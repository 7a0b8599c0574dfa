//! Wait machinery shared by all blocking primitives
//!
//! A blocking operation records *what* the current thread is waiting on (a
//! [`WaitPayload`]) in the thread control block, splices the thread into the
//! primitive's blocked [`ThreadList`] (or, for list-less waits such as sleep,
//! just stamps the state), and suspends until a waker resumes it. The waker
//! stores the wake reason in the control block before making the thread
//! Runnable; the resumed thread returns that reason to its caller.
//!
//! Timed waits additionally register a stack-pinned [`timeout::Timeout`]
//! whose callback cancels the wait with [`WaitTimeoutError::Timeout`],
//! rolling back the side effect the wait had on the primitive (e.g., the
//! semaphore value decrement).
use core::fmt;

use crate::{
    error::{expect_not_timeout, BadObjectStateError, WaitError, WaitTimeoutError},
    klock::{CpuLockCell, CpuLockGuard, CpuLockTokenRefMut},
    mutex, semaphore, thread,
    thread::{
        list::{self, ThreadList},
        ThreadCb, ThreadSt,
    },
    timeout,
    utils::Init,
    KernelTraits, PortThreading,
};

/// What a waiting thread is waiting on. Wakers use this to roll back the
/// wait's side effects when a wait is cancelled.
pub(crate) enum WaitPayload<Traits: PortThreading> {
    Semaphore(&'static semaphore::SemaphoreCb<Traits>),
    Mutex(&'static mutex::MutexCb<Traits>),
    ConditionVariable,
    SignalWait,
    Join,
    Sleep,
}

impl<Traits: PortThreading> Clone for WaitPayload<Traits> {
    fn clone(&self) -> Self {
        *self
    }
}

impl<Traits: PortThreading> Copy for WaitPayload<Traits> {}

impl<Traits: PortThreading> fmt::Debug for WaitPayload<Traits> {
    fn fmt(&self, f: &mut fmt::Formatter) -> fmt::Result {
        match self {
            Self::Semaphore(semaphore) => write!(f, "Semaphore({semaphore:p})"),
            Self::Mutex(mutex) => write!(f, "Mutex({mutex:p})"),
            Self::ConditionVariable => f.write_str("ConditionVariable"),
            Self::SignalWait => f.write_str("SignalWait"),
            Self::Join => f.write_str("Join"),
            Self::Sleep => f.write_str("Sleep"),
        }
    }
}

/// The wait state of a thread.
pub(crate) struct ThreadWait<Traits: PortThreading> {
    /// The payload describing the ongoing wait operation. `None` iff the
    /// thread is not waiting.
    current_wait: CpuLockCell<Traits, Option<WaitPayload<Traits>>>,

    /// The result of the last wait operation. Set by a waker. Returned by
    /// the `wait_*` functions.
    wait_result: CpuLockCell<Traits, Result<(), WaitTimeoutError>>,
}

impl<Traits: PortThreading> Init for ThreadWait<Traits> {
    #[allow(clippy::declare_interior_mutable_const)]
    const INIT: Self = Self {
        current_wait: Init::INIT,
        wait_result: CpuLockCell::new(Ok(())),
    };
}

impl<Traits: PortThreading> fmt::Debug for ThreadWait<Traits> {
    fn fmt(&self, f: &mut fmt::Formatter) -> fmt::Result {
        f.debug_struct("ThreadWait")
            .field("current_wait", &self.current_wait)
            .field(
                "wait_result",
                &self.wait_result.debug_fmt_with(|x, f| x.fmt(f)),
            )
            .finish()
    }
}

/// Where a wait operation parks the current thread.
enum WaitTarget<Traits: PortThreading> {
    /// A primitive's blocked list. The list's tag determines the thread
    /// state.
    List(&'static ThreadList<Traits>),

    /// No list; the thread state is set directly. Such a wait can only end by
    /// [`interrupt_thread`] (used by the timeout callback).
    OutOfList(ThreadSt),
}

/// Register a timeout object to cancel the current thread's wait at
/// `$expiry`. The timeout object remains valid throughout the current lexical
/// scope.
///
/// This macro is used inside a blocking operation with timeout.
macro_rules! setup_timeout_wait {
    ($lock:ident, $thread:expr, $expiry:expr) => {
        // Create a timeout object on the waiting thread's stack.
        let timeout = core::pin::pin!(new_timeout_object_for_thread(
            $lock.borrow_mut(),
            $thread,
            $expiry
        ));

        // Use `TimeoutGuard` to automatically unregister the timeout when
        // leaving the current lexical scope.
        let mut timeout_guard = timeout::TimeoutGuard {
            timeout: timeout.as_ref(),
            lock: $lock,
        };
        let mut $lock = timeout_guard.lock.borrow_mut();

        // Register the timeout object
        timeout::insert_timeout($lock.borrow_mut(), timeout_guard.timeout);
    };
}

/// Transition the current thread into the state named by `queue`'s tag and
/// wait until a waker resumes it.
///
/// The current context must be waitable (this function doesn't check that).
/// The caller should use `expect_waitable_context` to do that.
#[inline]
pub(crate) fn wait_in_list<Traits: KernelTraits>(
    lock: CpuLockTokenRefMut<'_, Traits>,
    queue: &'static ThreadList<Traits>,
    payload: WaitPayload<Traits>,
) -> Result<(), WaitError> {
    wait_inner(lock, WaitTarget::List(queue), payload).map_err(expect_not_timeout)
}

/// [`wait_in_list`] with a timeout.
#[inline]
pub(crate) fn wait_in_list_timeout<Traits: KernelTraits>(
    mut lock: CpuLockTokenRefMut<'_, Traits>,
    queue: &'static ThreadList<Traits>,
    payload: WaitPayload<Traits>,
    expiry: timeout::Expiry,
) -> Result<(), WaitTimeoutError> {
    let thread = Traits::state().running_thread(lock.borrow_mut()).unwrap();

    // Configure a timeout
    setup_timeout_wait!(lock, thread, expiry);

    wait_inner(lock, WaitTarget::List(queue), payload)
}

/// Transition the current thread into `st` without joining any wait list, and
/// wait until the wait is cancelled by [`interrupt_thread`].
///
/// The current context must be waitable (this function doesn't check that).
#[inline]
#[allow(dead_code)]
pub(crate) fn wait_no_list<Traits: KernelTraits>(
    lock: CpuLockTokenRefMut<'_, Traits>,
    st: ThreadSt,
    payload: WaitPayload<Traits>,
) -> Result<(), WaitError> {
    wait_inner(lock, WaitTarget::OutOfList(st), payload).map_err(expect_not_timeout)
}

/// [`wait_no_list`] with a timeout. This is the substrate of `sleep_for` and
/// `sleep_until`.
#[inline]
pub(crate) fn wait_no_list_timeout<Traits: KernelTraits>(
    mut lock: CpuLockTokenRefMut<'_, Traits>,
    st: ThreadSt,
    payload: WaitPayload<Traits>,
    expiry: timeout::Expiry,
) -> Result<(), WaitTimeoutError> {
    let thread = Traits::state().running_thread(lock.borrow_mut()).unwrap();

    // Configure a timeout
    setup_timeout_wait!(lock, thread, expiry);

    wait_inner(lock, WaitTarget::OutOfList(st), payload)
}

/// The core portion of the `wait_*` functions.
fn wait_inner<Traits: KernelTraits>(
    mut lock: CpuLockTokenRefMut<'_, Traits>,
    target: WaitTarget<Traits>,
    payload: WaitPayload<Traits>,
) -> Result<(), WaitTimeoutError> {
    let thread = Traits::state().running_thread(lock.borrow_mut()).unwrap();

    debug_assert_eq!(*thread.st.read(&*lock), ThreadSt::Running);
    debug_assert!(thread.wait.current_wait.read(&*lock).is_none());

    thread.wait.current_wait.replace(&mut *lock, Some(payload));

    match target {
        WaitTarget::List(queue) => {
            // The list stamps the thread state
            queue.insert(lock.borrow_mut(), thread);
        }
        WaitTarget::OutOfList(st) => {
            debug_assert!(st.is_blocked());
            thread.st.replace(&mut *lock, st);
        }
    }

    // This statement will complete when the thread is woken up
    thread::wait_until_woken_up(lock.borrow_mut());

    // A waker should have detached the thread from the wait
    debug_assert!(thread.wait.current_wait.get(&*lock).is_none());
    debug_assert!(thread.list_data.owner.get(&*lock).is_none());

    // Return the wait result stored by the waker
    thread.wait.wait_result.get(&*lock)
}

/// Get the payload of the specified thread's ongoing wait operation, if any.
pub(crate) fn current_wait_payload<Traits: PortThreading>(
    lock: CpuLockTokenRefMut<'_, Traits>,
    thread: &ThreadCb<Traits>,
) -> Option<WaitPayload<Traits>> {
    thread.wait.current_wait.get(&*lock)
}

/// End the specified thread's wait with the result `wait_result`, detaching
/// it from its wait list (if any) and making it Runnable.
///
/// This is the success path: the side effects of the wait operation are
/// considered transferred (e.g., a semaphore permit was handed to the woken
/// thread), so nothing is rolled back.
///
/// This function may make a thread Runnable, but doesn't yield the processor.
/// Call `unlock_cpu_and_check_preemption` as needed.
pub(crate) fn complete_wait<Traits: KernelTraits>(
    mut lock: CpuLockTokenRefMut<'_, Traits>,
    thread: &'static ThreadCb<Traits>,
    wait_result: Result<(), WaitTimeoutError>,
) {
    let payload = thread.wait.current_wait.replace(&mut *lock, None);
    debug_assert!(payload.is_some());
    debug_assert!(thread.st.read(&*lock).is_blocked());

    if let Some(queue) = list::owner_of(lock.borrow_mut(), thread) {
        queue.remove(lock.borrow_mut(), thread);
    }

    thread.wait.wait_result.replace(&mut *lock, wait_result);

    // Make the thread Runnable
    thread::make_ready(lock, thread);
}

/// Cancel any ongoing wait operation of the thread, rolling back the side
/// effect the wait had on the primitive.
///
/// Returns `Err(BadObjectState)` if the thread is not waiting.
///
/// This function may make a thread Runnable, but doesn't yield the processor.
/// Call `unlock_cpu_and_check_preemption` as needed.
pub(crate) fn interrupt_thread<Traits: KernelTraits>(
    mut lock: CpuLockTokenRefMut<'_, Traits>,
    thread: &'static ThreadCb<Traits>,
    wait_result: Result<(), WaitTimeoutError>,
) -> Result<(), BadObjectStateError> {
    let Some(payload) = thread.wait.current_wait.get(&*lock) else {
        return Err(BadObjectStateError::BadObjectState);
    };

    // Undo the effect the wait operation had on the primitive. The wait is
    // being cancelled, so the thread must not consume anything.
    if let WaitPayload::Semaphore(semaphore_cb) = payload {
        semaphore::restore_value(lock.borrow_mut(), semaphore_cb);
    }

    complete_wait(lock.borrow_mut(), thread, wait_result);

    // With the waiter gone, the owner of an inheritance-protocol mutex may
    // lose its boost
    if let WaitPayload::Mutex(mutex_cb) = payload {
        mutex::on_waiter_removed(lock.borrow_mut(), mutex_cb);
    }

    Ok(())
}

/// Put a thread that is not actually executing into a wait state, for tests
/// that need populated wait lists without real context switching. Mirrors
/// the state transitions of [`wait_inner`] for a non-running thread.
#[cfg(test)]
pub(crate) fn start_wait_for_test<Traits: KernelTraits>(
    mut lock: CpuLockTokenRefMut<'_, Traits>,
    thread: &'static ThreadCb<Traits>,
    queue: Option<&'static ThreadList<Traits>>,
    st: ThreadSt,
    payload: WaitPayload<Traits>,
) {
    // Detach the thread from the runnable list first, as if it had been
    // running and called a blocking operation
    if let Some(owner) = list::owner_of(lock.borrow_mut(), thread) {
        owner.remove(lock.borrow_mut(), thread);
    }

    thread.wait.current_wait.replace(&mut *lock, Some(payload));

    match queue {
        Some(queue) => queue.insert(lock.borrow_mut(), thread),
        None => {
            thread.st.replace(&mut *lock, st);
        }
    }
}

/// Read back the wait result a waker stored for `thread`.
#[cfg(test)]
pub(crate) fn wait_result_for_test<Traits: KernelTraits>(
    lock: CpuLockTokenRefMut<'_, Traits>,
    thread: &ThreadCb<Traits>,
) -> Result<(), WaitTimeoutError> {
    thread.wait.wait_result.get(&*lock)
}

/// Construct a [`timeout::Timeout`] that cancels the specified thread's wait
/// with [`WaitTimeoutError::Timeout`] when it expires.
fn new_timeout_object_for_thread<Traits: KernelTraits>(
    lock: CpuLockTokenRefMut<'_, Traits>,
    thread: &'static ThreadCb<Traits>,
    expiry: timeout::Expiry,
) -> timeout::Timeout<Traits> {
    // Construct a `Timeout`, supplying our callback function
    let param = thread as *const _ as usize;

    /// The callback function
    fn interrupt_thread_by_timeout<Traits: KernelTraits>(
        param: usize,
        mut lock: CpuLockGuard<Traits>,
    ) -> CpuLockGuard<Traits> {
        // Safety: We are just converting `param` back to the original form
        let thread = unsafe { &*(param as *const ThreadCb<Traits>) };

        // Cancel the wait
        match interrupt_thread(
            lock.borrow_mut(),
            thread,
            Err(WaitTimeoutError::Timeout),
        ) {
            // Even if the thread is already unblocked, we don't care
            Ok(()) | Err(BadObjectStateError::BadObjectState) => {}
        }

        lock
    }

    let timeout_object = timeout::Timeout::new(interrupt_thread_by_timeout, param);

    // Configure the expiration time
    timeout_object.set_expiry(lock, expiry);

    timeout_object
}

——

ABOUT THIS TASK:
Find every line of the data that includes the string "blocking". Copy each of those lines.

REPLY TO THE EXERCISE:
//! Wait machinery shared by all blocking primitives
//! A blocking operation records *what* the current thread is waiting on (a
/// This macro is used inside a blocking operation with timeout.
    // running and called a blocking operation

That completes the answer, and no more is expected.